Our Managers work incredibly hard and a thank you goes a long way.  If you don’t slow it down and have those regular communication sessions with your teams you could burn out or miss valuable information that will help you become even stronger leaders.  Without involving your teams and making sure that we communicate, you start seeing evidence of lost productivity, things not being done, breakage, higher absenteeism, and more turnover.  All of those things are very symptomatic of larger problems in your workplace.  You have to ask yourself as a leader, “What am I missing here?  What am I not encouraging?  How am I not providing the support to the most amazing people that are running and doing incredible things for us?”

It’s easy to create a beautiful recognition program but the reality is people just want to be thanked.  They just want to be shown some appreciation once in a while. Recognize them when they’ve done a great job, and don’t wait until the end of the year during a performance evaluation to give constructive feedback.  Feedback should be consistent and in the moment.

Did you have any mentors?

Irma Andaya, a woman who came from the Philippines and started as a room attendant and made her way to the HR Director of L’Hotel in Ontario, Canada, believed in me.  For instance, when she interviewed me for the Front Desk Supervisor position, she asked, “Why are you selling yourself short?  Why don’t you apply for the concierge role?  You’ve got something in you that I think will be awesome for this property.”  I did not have concierge experience and I barely knew where I was in the city, but I took the concierge job.  I knew in that moment her belief in me was just the beginning of our journey together.

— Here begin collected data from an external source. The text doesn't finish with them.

use crate::statistic::Statistic;

/// One identifier's aggregate plus its not yet folded samples.
///
/// Ingestion only appends; the buffer is folded into the statistic when it
/// reaches capacity or when a flush is forced.
#[derive(Debug)]
pub(crate) struct Point<S: Statistic> {
    statistic: S,
    pending: Vec<S::Sample>,
    capacity: usize,
}

impl<S: Statistic> Point<S> {
    pub(crate) fn new(capacity: usize) -> Self {
        Self::with_statistic(S::default(), capacity)
    }

    pub(crate) fn with_statistic(statistic: S, capacity: usize) -> Self {
        let capacity = capacity.max(1);
        Self {
            statistic,
            pending: Vec::with_capacity(capacity),
            capacity,
        }
    }

    pub(crate) fn ingest(&mut self, sample: S::Sample) {
        if self.pending.len() >= self.capacity {
            self.flush();
        }
        self.pending.push(sample);
    }

    /// Folds every pending sample and returns how many there were.
    pub(crate) fn flush(&mut self) -> usize {
        let folded = self.pending.len();
        for sample in self.pending.drain(..) {
            self.statistic.fold(sample);
        }
        folded
    }

    pub(crate) fn statistic(&self) -> &S {
        &self.statistic
    }

    pub(crate) fn pending(&self) -> usize {
        self.pending.len()
    }
}

#[cfg(test)]
mod tests {
    use super::*;
    use crate::statistic::{Change, IndicatorStatistic, MeteringStatistic};
    use std::time::Duration;

    #[test]
    fn test_ingest_buffers_until_capacity() {
        let mut point: Point<MeteringStatistic> = Point::new(3);

        for millis in 1..=3 {
            point.ingest(Duration::from_millis(millis));
        }
        assert_eq!(point.pending(), 3);
        assert_eq!(point.statistic().quantity, 0);

        // The fourth sample folds the full buffer first.
        point.ingest(Duration::from_millis(4));
        assert_eq!(point.pending(), 1);
        assert_eq!(point.statistic().quantity, 3);
        assert_eq!(point.statistic().total, Duration::from_millis(6));
    }

    #[test]
    fn test_flush_folds_everything() {
        let mut point: Point<MeteringStatistic> = Point::new(16);
        point.ingest(Duration::from_millis(5));
        point.ingest(Duration::from_millis(7));

        assert_eq!(point.flush(), 2);
        assert_eq!(point.pending(), 0);
        assert_eq!(point.statistic().quantity, 2);
        assert_eq!(point.statistic().maximum, Duration::from_millis(7));
        assert_eq!(point.flush(), 0);
    }

    #[test]
    fn test_seeded_indicator_point() {
        let mut point = Point::with_statistic(IndicatorStatistic::with_initial(4), 8);
        point.ingest(Change::Increase);
        point.ingest(Change::Decrease);
        point.ingest(Change::Decrease);
        point.flush();

        let statistic = point.statistic();
        assert_eq!(statistic.quantity, 1);
        assert_eq!(statistic.current, 3);
        assert_eq!(statistic.minimum, 3);
        assert_eq!(statistic.maximum, 5);
    }
}
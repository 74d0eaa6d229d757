use crate::error::{MonitorError, Result};
use serde::{Deserialize, Serialize};
use std::time::Duration;

pub const DEFAULT_NAMESPACE: &str = "default";
pub const DEFAULT_QUEUE_CAPACITY: usize = 128;
pub const DEFAULT_BUFFER_CAPACITY: usize = 1024;
pub const DEFAULT_FLUSH_INTERVAL: Duration = Duration::from_secs(60);

/// What a producer experiences when a collection's command queue is full.
#[derive(Debug, Clone, Copy, PartialEq, Eq, Default, Serialize, Deserialize)]
#[serde(rename_all = "lowercase")]
pub enum OverflowPolicy {
    /// Wait for queue capacity. Only the submitting task is delayed.
    #[default]
    Block,
    /// Discard the command and count it as dropped.
    Drop,
}

#[derive(Debug, Clone, PartialEq, Serialize, Deserialize)]
pub struct MonitorConfig {
    #[serde(default = "default_namespace")]
    pub default_namespace: String,
    /// Slots in each collection's command queue. Larger values tolerate
    /// higher producer burst rates at the cost of higher worst-case read
    /// staleness.
    #[serde(default = "default_queue_capacity")]
    pub queue_capacity: usize,
    /// Raw samples buffered per point before they are folded.
    #[serde(default = "default_buffer_capacity")]
    pub buffer_capacity: usize,
    #[serde(with = "humantime_serde", default = "default_flush_interval")]
    pub flush_interval: Duration,
    #[serde(default)]
    pub overflow: OverflowPolicy,
}

#[derive(Debug, Clone, Serialize, Deserialize)]
pub struct MonitorConfigFile {
    pub monitor: MonitorConfig,
}

fn default_namespace() -> String {
    DEFAULT_NAMESPACE.to_string()
}

fn default_queue_capacity() -> usize {
    DEFAULT_QUEUE_CAPACITY
}

fn default_buffer_capacity() -> usize {
    DEFAULT_BUFFER_CAPACITY
}

fn default_flush_interval() -> Duration {
    DEFAULT_FLUSH_INTERVAL
}

impl Default for MonitorConfig {
    fn default() -> Self {
        Self {
            default_namespace: default_namespace(),
            queue_capacity: DEFAULT_QUEUE_CAPACITY,
            buffer_capacity: DEFAULT_BUFFER_CAPACITY,
            flush_interval: DEFAULT_FLUSH_INTERVAL,
            overflow: OverflowPolicy::default(),
        }
    }
}

impl MonitorConfig {
    pub fn builder() -> MonitorConfigBuilder {
        MonitorConfigBuilder::default()
    }

    pub fn validate(&self) -> Result<()> {
        if self.default_namespace.is_empty() {
            return Err(MonitorError::InvalidConfig(
                "Default namespace cannot be empty".to_string(),
            ));
        }

        if self.queue_capacity == 0 {
            return Err(MonitorError::InvalidConfig(
                "Queue capacity must be > 0".to_string(),
            ));
        }

        if self.buffer_capacity == 0 {
            return Err(MonitorError::InvalidConfig(
                "Buffer capacity must be > 0".to_string(),
            ));
        }

        if self.flush_interval.is_zero() {
            return Err(MonitorError::InvalidConfig(
                "Flush interval must be > 0".to_string(),
            ));
        }

        Ok(())
    }
}

#[derive(Default)]
pub struct MonitorConfigBuilder {
    default_namespace: Option<String>,
    queue_capacity: Option<usize>,
    buffer_capacity: Option<usize>,
    flush_interval: Option<Duration>,
    overflow: Option<OverflowPolicy>,
}

impl MonitorConfigBuilder {
    pub fn default_namespace(mut self, namespace: impl Into<String>) -> Self {
        self.default_namespace = Some(namespace.into());
        self
    }

    pub fn queue_capacity(mut self, capacity: usize) -> Self {
        self.queue_capacity = Some(capacity);
        self
    }

    pub fn buffer_capacity(mut self, capacity: usize) -> Self {
        self.buffer_capacity = Some(capacity);
        self
    }

    pub fn flush_interval(mut self, interval: Duration) -> Self {
        self.flush_interval = Some(interval);
        self
    }

    pub fn overflow(mut self, policy: OverflowPolicy) -> Self {
        self.overflow = Some(policy);
        self
    }

    pub fn build(self) -> MonitorConfig {
        let defaults = MonitorConfig::default();
        MonitorConfig {
            default_namespace: self.default_namespace.unwrap_or(defaults.default_namespace),
            queue_capacity: self.queue_capacity.unwrap_or(defaults.queue_capacity),
            buffer_capacity: self.buffer_capacity.unwrap_or(defaults.buffer_capacity),
            flush_interval: self.flush_interval.unwrap_or(defaults.flush_interval),
            overflow: self.overflow.unwrap_or(defaults.overflow),
        }
    }
}

/// Human readable durations ("1m", "250ms") for serde.
pub mod humantime_serde {
    use serde::{Deserialize, Deserializer, Serializer};
    use std::time::Duration;

    pub fn serialize<S>(duration: &Duration, serializer: S) -> Result<S::Ok, S::Error>
    where
        S: Serializer,
    {
        serializer.serialize_str(&humantime::format_duration(*duration).to_string())
    }

    pub fn deserialize<'de, D>(deserializer: D) -> Result<Duration, D::Error>
    where
        D: Deserializer<'de>,
    {
        let s = String::deserialize(deserializer)?;
        humantime::parse_duration(&s).map_err(serde::de::Error::custom)
    }

    pub mod option {
        use serde::{Deserialize, Deserializer, Serializer};
        use std::time::Duration;

        pub fn serialize<S>(duration: &Option<Duration>, serializer: S) -> Result<S::Ok, S::Error>
        where
            S: Serializer,
        {
            match duration {
                Some(d) => serializer.serialize_some(&humantime::format_duration(*d).to_string()),
                None => serializer.serialize_none(),
            }
        }

        pub fn deserialize<'de, D>(deserializer: D) -> Result<Option<Duration>, D::Error>
        where
            D: Deserializer<'de>,
        {
            let s: Option<String> = Option::deserialize(deserializer)?;
            s.map(|s| humantime::parse_duration(&s).map_err(serde::de::Error::custom))
                .transpose()
        }
    }
}

#[cfg(test)]
mod tests {
    use super::*;

    #[test]
    fn test_defaults_are_valid() {
        let config = MonitorConfig::default();
        assert_eq!(config.default_namespace, "default");
        assert_eq!(config.queue_capacity, 128);
        assert_eq!(config.buffer_capacity, 1024);
        assert_eq!(config.flush_interval, Duration::from_secs(60));
        assert_eq!(config.overflow, OverflowPolicy::Block);
        assert!(config.validate().is_ok());
    }

    #[test]
    fn test_builder() {
        let config = MonitorConfig::builder()
            .default_namespace("svc")
            .queue_capacity(16)
            .flush_interval(Duration::from_secs(5))
            .overflow(OverflowPolicy::Drop)
            .build();

        assert_eq!(config.default_namespace, "svc");
        assert_eq!(config.queue_capacity, 16);
        assert_eq!(config.buffer_capacity, DEFAULT_BUFFER_CAPACITY);
        assert_eq!(config.flush_interval, Duration::from_secs(5));
        assert_eq!(config.overflow, OverflowPolicy::Drop);
    }

    #[test]
    fn test_validation_rejects_zero_values() {
        let config = MonitorConfig::builder().queue_capacity(0).build();
        assert!(matches!(config.validate(), Err(MonitorError::InvalidConfig(_))));

        let config = MonitorConfig::builder().buffer_capacity(0).build();
        assert!(config.validate().is_err());

        let config = MonitorConfig::builder().flush_interval(Duration::ZERO).build();
        assert!(config.validate().is_err());

        let config = MonitorConfig::builder().default_namespace("").build();
        assert!(config.validate().is_err());
    }

    #[test]
    fn test_humantime_round_trip() {
        let config = MonitorConfig::builder()
            .flush_interval(Duration::from_millis(1500))
            .build();

        let json = serde_json::to_string(&config).unwrap();
        assert!(json.contains("\"flush_interval\":\"1s 500ms\""));

        let parsed: MonitorConfig = serde_json::from_str(&json).unwrap();
        assert_eq!(parsed, config);
    }
}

Does Marriott have a mentor program?

We created a program called “Reaching our Potential,” in which we assign mentors and mentees.  I pair people with very opposite styles so they are able to share a very different perspective and when the questions come up, they can share their experiences.  Mentoring is not always about having the right answers.  But it’s about having really good thought-provoking questions.

Do you have a favorite quote? 

My favorite quote is, “People will forget what you said, people will forget what you did, but people will never forget how you made them feel.” 

You could hammer a nail in a stump and pull it right out, but it will leave a scar.  You have to be really careful about what you say.  People will always remember how you made them feel.  That could wreck or build relationships. 

When I was the Corporate Director of Learning and Development for nine years, I did not want the audience thinking I was a great trainer at the conclusion of the training session.  Instead, I wanted them to think that they were so much better because of the training.  That, to me, is the best feeling.

Do you have any final thoughts you want to share with our readers? 

I think you need to draw everything you can out of life and enjoy it to its fullest.  Time goes by so quickly now and it would be a shame to waste it.  The older you get, the faster it goes.  It feels like Aloha Friday arrives every three days. The weeks turn into months and then it is New Year’s Eve all over again.  We say to ourselves, where did that year go?  I think that if you are watching time go by, you aren’t participating in everything that life has to offer.  So instead of watching….jump in and enjoy.  I certainly have.